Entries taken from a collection
□ □ □
//! Pre-alerta and pre-ruteo record persistence

use anyhow::Result;
use galpon_common::time;
use serde::Serialize;
use sqlx::{Row, SqlitePool};
use uuid::Uuid;

use crate::models::{PreAlertaRecord, PreRuteoRecord};

/// Stored pre-alerta row with its identifiers
#[derive(Debug, Clone, Serialize)]
pub struct StoredPreAlerta {
    pub id: Uuid,
    pub shipment_id: Uuid,
    #[serde(flatten)]
    pub record: PreAlertaRecord,
    pub created_at: String,
}

/// Stored pre-ruteo row with its identifiers
#[derive(Debug, Clone, Serialize)]
pub struct StoredPreRuteo {
    pub id: Uuid,
    pub shipment_id: Uuid,
    #[serde(flatten)]
    pub record: PreRuteoRecord,
    pub created_at: String,
}

/// Bulk-insert manifest rows; duplicates within the shipment insert once
///
/// Returns the number of rows actually inserted.
pub async fn insert_pre_alerta_records(
    pool: &SqlitePool,
    shipment_id: Uuid,
    records: &[PreAlertaRecord],
) -> Result<u64> {
    let now = time::now_rfc3339();
    let mut tx = pool.begin().await?;
    let mut inserted = 0u64;

    for record in records {
        let result = sqlx::query(
            r#"
            INSERT OR IGNORE INTO pre_alerta_records (
                id, shipment_id, tracking_number, client, country, weight, value,
                buyer_normalized_id, buyer, buyer_address1, buyer_address1_number,
                buyer_address2, buyer_city, buyer_state, buyer_location, buyer_zip,
                buyer_phone, buyer_email, raw_data, created_at
            ) VALUES (?, ?, ?, ?, ?, ?, ?, ?, ?, ?, ?, ?, ?, ?, ?, ?, ?, ?, ?, ?)
            "#,
        )
        .bind(Uuid::new_v4().to_string())
        .bind(shipment_id.to_string())
        .bind(&record.tracking_number)
        .bind(&record.client)
        .bind(&record.country)
        .bind(record.weight)
        .bind(record.value)
        .bind(&record.buyer_normalized_id)
        .bind(&record.buyer)
        .bind(&record.buyer_address1)
        .bind(&record.buyer_address1_number)
        .bind(&record.buyer_address2)
        .bind(&record.buyer_city)
        .bind(&record.buyer_state)
        .bind(&record.buyer_location)
        .bind(&record.buyer_zip)
        .bind(&record.buyer_phone)
        .bind(&record.buyer_email)
        .bind(&record.raw_data)
        .bind(&now)
        .execute(&mut *tx)
        .await?;
        inserted += result.rows_affected();
    }

    tx.commit().await?;
    Ok(inserted)
}

/// Bulk-insert route plan rows; duplicate pedidos within the shipment insert once
pub async fn insert_pre_ruteo_records(
    pool: &SqlitePool,
    shipment_id: Uuid,
    records: &[PreRuteoRecord],
) -> Result<u64> {
    let now = time::now_rfc3339();
    let mut tx = pool.begin().await?;
    let mut inserted = 0u64;

    for record in records {
        let result = sqlx::query(
            r#"
            INSERT OR IGNORE INTO pre_ruteo_records (
                id, shipment_id, codigo_cliente, razon_social, domicilio, tipo_cliente,
                fecha_reparto, codigo_reparto, maquina, chofer, fecha_pedido,
                codigo_pedido, ventana_horaria, arribo, partida, peso_kg, volumen_m3,
                dinero, raw_data, created_at
            ) VALUES (?, ?, ?, ?, ?, ?, ?, ?, ?, ?, ?, ?, ?, ?, ?, ?, ?, ?, ?, ?)
            "#,
        )
        .bind(Uuid::new_v4().to_string())
        .bind(shipment_id.to_string())
        .bind(&record.codigo_cliente)
        .bind(&record.razon_social)
        .bind(&record.domicilio)
        .bind(&record.tipo_cliente)
        .bind(&record.fecha_reparto)
        .bind(&record.codigo_reparto)
        .bind(&record.maquina)
        .bind(&record.chofer)
        .bind(&record.fecha_pedido)
        .bind(&record.codigo_pedido)
        .bind(&record.ventana_horaria)
        .bind(&record.arribo)
        .bind(&record.partida)
        .bind(record.peso_kg)
        .bind(record.volumen_m3)
        .bind(record.dinero)
        .bind(&record.raw_data)
        .bind(&now)
        .execute(&mut *tx)
        .await?;
        inserted += result.rows_affected();
    }

    tx.commit().await?;
    Ok(inserted)
}

/// Membership of a tracking code in the shipment's two sheets
pub async fn tracking_membership(
    pool: &SqlitePool,
    shipment_id: Uuid,
    tracking: &str,
) -> Result<(bool, bool)> {
    let row = sqlx::query(
        r#"
        SELECT
            EXISTS(SELECT 1 FROM pre_alerta_records
                   WHERE shipment_id = ?1 AND tracking_number = ?2) AS in_pre_alerta,
            EXISTS(SELECT 1 FROM pre_ruteo_records
                   WHERE shipment_id = ?1 AND codigo_pedido = ?2) AS in_pre_ruteo
        "#,
    )
    .bind(shipment_id.to_string())
    .bind(tracking)
    .fetch_one(pool)
    .await?;

    let in_pre_alerta: i64 = row.get("in_pre_alerta");
    let in_pre_ruteo: i64 = row.get("in_pre_ruteo");
    Ok((in_pre_alerta != 0, in_pre_ruteo != 0))
}

pub async fn list_pre_alerta(
    pool: &SqlitePool,
    shipment_id: Uuid,
) -> Result<Vec<StoredPreAlerta>> {
    let rows = sqlx::query(
        r#"
        SELECT id, shipment_id, tracking_number, client, country, weight, value,
               buyer_normalized_id, buyer, buyer_address1, buyer_address1_number,
               buyer_address2, buyer_city, buyer_state, buyer_location, buyer_zip,
               buyer_phone, buyer_email, raw_data, created_at
        FROM pre_alerta_records
        WHERE shipment_id = ?
        ORDER BY tracking_number
        "#,
    )
    .bind(shipment_id.to_string())
    .fetch_all(pool)
    .await?;

    rows.iter()
        .map(|row| {
            let id: String = row.get("id");
            let shipment_id: String = row.get("shipment_id");
            Ok(StoredPreAlerta {
                id: Uuid::parse_str(&id)?,
                shipment_id: Uuid::parse_str(&shipment_id)?,
                record: PreAlertaRecord {
                    tracking_number: row.get("tracking_number"),
                    client: row.get("client"),
                    country: row.get("country"),
                    weight: row.get("weight"),
                    value: row.get("value"),
                    buyer_normalized_id: row.get("buyer_normalized_id"),
                    buyer: row.get("buyer"),
                    buyer_address1: row.get("buyer_address1"),
                    buyer_address1_number: row.get("buyer_address1_number"),
                    buyer_address2: row.get("buyer_address2"),
                    buyer_city: row.get("buyer_city"),
                    buyer_state: row.get("buyer_state"),
                    buyer_location: row.get("buyer_location"),
                    buyer_zip: row.get("buyer_zip"),
                    buyer_phone: row.get("buyer_phone"),
                    buyer_email: row.get("buyer_email"),
                    raw_data: row.get("raw_data"),
                },
                created_at: row.get("created_at"),
            })
        })
        .collect()
}

pub async fn list_pre_ruteo(
    pool: &SqlitePool,
    shipment_id: Uuid,
) -> Result<Vec<StoredPreRuteo>> {
    let rows = sqlx::query(
        r#"
        SELECT id, shipment_id, codigo_cliente, razon_social, domicilio, tipo_cliente,
               fecha_reparto, codigo_reparto, maquina, chofer, fecha_pedido,
               codigo_pedido, ventana_horaria, arribo, partida, peso_kg, volumen_m3,
               dinero, raw_data, created_at
        FROM pre_ruteo_records
        WHERE shipment_id = ?
        ORDER BY codigo_pedido
        "#,
    )
    .bind(shipment_id.to_string())
    .fetch_all(pool)
    .await?;

    rows.iter()
        .map(|row| {
            let id: String = row.get("id");
            let shipment_id: String = row.get("shipment_id");
            Ok(StoredPreRuteo {
                id: Uuid::parse_str(&id)?,
                shipment_id: Uuid::parse_str(&shipment_id)?,
                record: PreRuteoRecord {
                    codigo_cliente: row.get("codigo_cliente"),
                    razon_social: row.get("razon_social"),
                    domicilio: row.get("domicilio"),
                    tipo_cliente: row.get("tipo_cliente"),
                    fecha_reparto: row.get("fecha_reparto"),
                    codigo_reparto: row.get("codigo_reparto"),
                    maquina: row.get("maquina"),
                    chofer: row.get("chofer"),
                    fecha_pedido: row.get("fecha_pedido"),
                    codigo_pedido: row.get("codigo_pedido"),
                    ventana_horaria: row.get("ventana_horaria"),
                    arribo: row.get("arribo"),
                    partida: row.get("partida"),
                    peso_kg: row.get("peso_kg"),
                    volumen_m3: row.get("volumen_m3"),
                    dinero: row.get("dinero"),
                    raw_data: row.get("raw_data"),
                },
                created_at: row.get("created_at"),
            })
        })
        .collect()
}

#[cfg(test)]
mod tests {
    use super::*;
    use crate::db::shipments::create_shipment;
    use galpon_common::db::init_memory_database;

    async fn setup() -> (SqlitePool, Uuid) {
        let pool = init_memory_database().await.unwrap();
        let provider_id = Uuid::new_v4();
        sqlx::query("INSERT INTO providers (id, name, created_at, updated_at) VALUES (?, 'Urbano', ?, ?)")
            .bind(provider_id.to_string())
            .bind(time::now_rfc3339())
            .bind(time::now_rfc3339())
            .execute(&pool)
            .await
            .unwrap();
        let shipment = create_shipment(&pool, provider_id, "2026-08-20", "maria")
            .await
            .unwrap();
        (pool, shipment.id)
    }

    fn pa(tracking: &str) -> PreAlertaRecord {
        PreAlertaRecord {
            tracking_number: tracking.to_string(),
            buyer: Some("Juan".to_string()),
            ..Default::default()
        }
    }

    fn pr(pedido: &str) -> PreRuteoRecord {
        PreRuteoRecord {
            codigo_pedido: pedido.to_string(),
            razon_social: Some("Libreria Central".to_string()),
            ..Default::default()
        }
    }

    #[tokio::test]
    async fn test_duplicate_trackings_insert_once() {
        let (pool, shipment_id) = setup().await;

        let inserted =
            insert_pre_alerta_records(&pool, shipment_id, &[pa("T1"), pa("T2"), pa("T1")])
                .await
                .unwrap();
        assert_eq!(inserted, 2);

        let stored = list_pre_alerta(&pool, shipment_id).await.unwrap();
        assert_eq!(stored.len(), 2);
    }

    #[tokio::test]
    async fn test_membership_covers_both_sheets() {
        let (pool, shipment_id) = setup().await;
        insert_pre_alerta_records(&pool, shipment_id, &[pa("BOTH"), pa("PA-ONLY")])
            .await
            .unwrap();
        insert_pre_ruteo_records(&pool, shipment_id, &[pr("BOTH"), pr("PR-ONLY")])
            .await
            .unwrap();

        assert_eq!(
            tracking_membership(&pool, shipment_id, "BOTH").await.unwrap(),
            (true, true)
        );
        assert_eq!(
            tracking_membership(&pool, shipment_id, "PA-ONLY")
                .await
                .unwrap(),
            (true, false)
        );
        assert_eq!(
            tracking_membership(&pool, shipment_id, "PR-ONLY")
                .await
                .unwrap(),
            (false, true)
        );
        assert_eq!(
            tracking_membership(&pool, shipment_id, "NOWHERE")
                .await
                .unwrap(),
            (false, false)
        );
    }

    #[tokio::test]
    async fn test_membership_is_per_shipment() {
        let (pool, shipment_id) = setup().await;
        let other = create_shipment(
            &pool,
            {
                let row = sqlx::query("SELECT provider_id FROM shipments WHERE id = ?")
                    .bind(shipment_id.to_string())
                    .fetch_one(&pool)
                    .await
                    .unwrap();
                let p: String = row.get("provider_id");
                Uuid::parse_str(&p).unwrap()
            },
            "2026-08-21",
            "maria",
        )
        .await
        .unwrap();

        insert_pre_alerta_records(&pool, shipment_id, &[pa("T1")])
            .await
            .unwrap();

        assert_eq!(
            tracking_membership(&pool, other.id, "T1").await.unwrap(),
            (false, false)
        );
    }
}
□ □ □
▶ [Exercise prompt]
Look through the entries for lines containing the word "sqlx" and return each one.

▶ [Final answer]
use sqlx::{Row, SqlitePool};
        let result = sqlx::query(
        let result = sqlx::query(
    let row = sqlx::query(
    let rows = sqlx::query(
    let rows = sqlx::query(
        sqlx::query("INSERT INTO providers (id, name, created_at, updated_at) VALUES (?, 'Urbano', ?, ?)")
                let row = sqlx::query("SELECT provider_id FROM shipments WHERE id = ?")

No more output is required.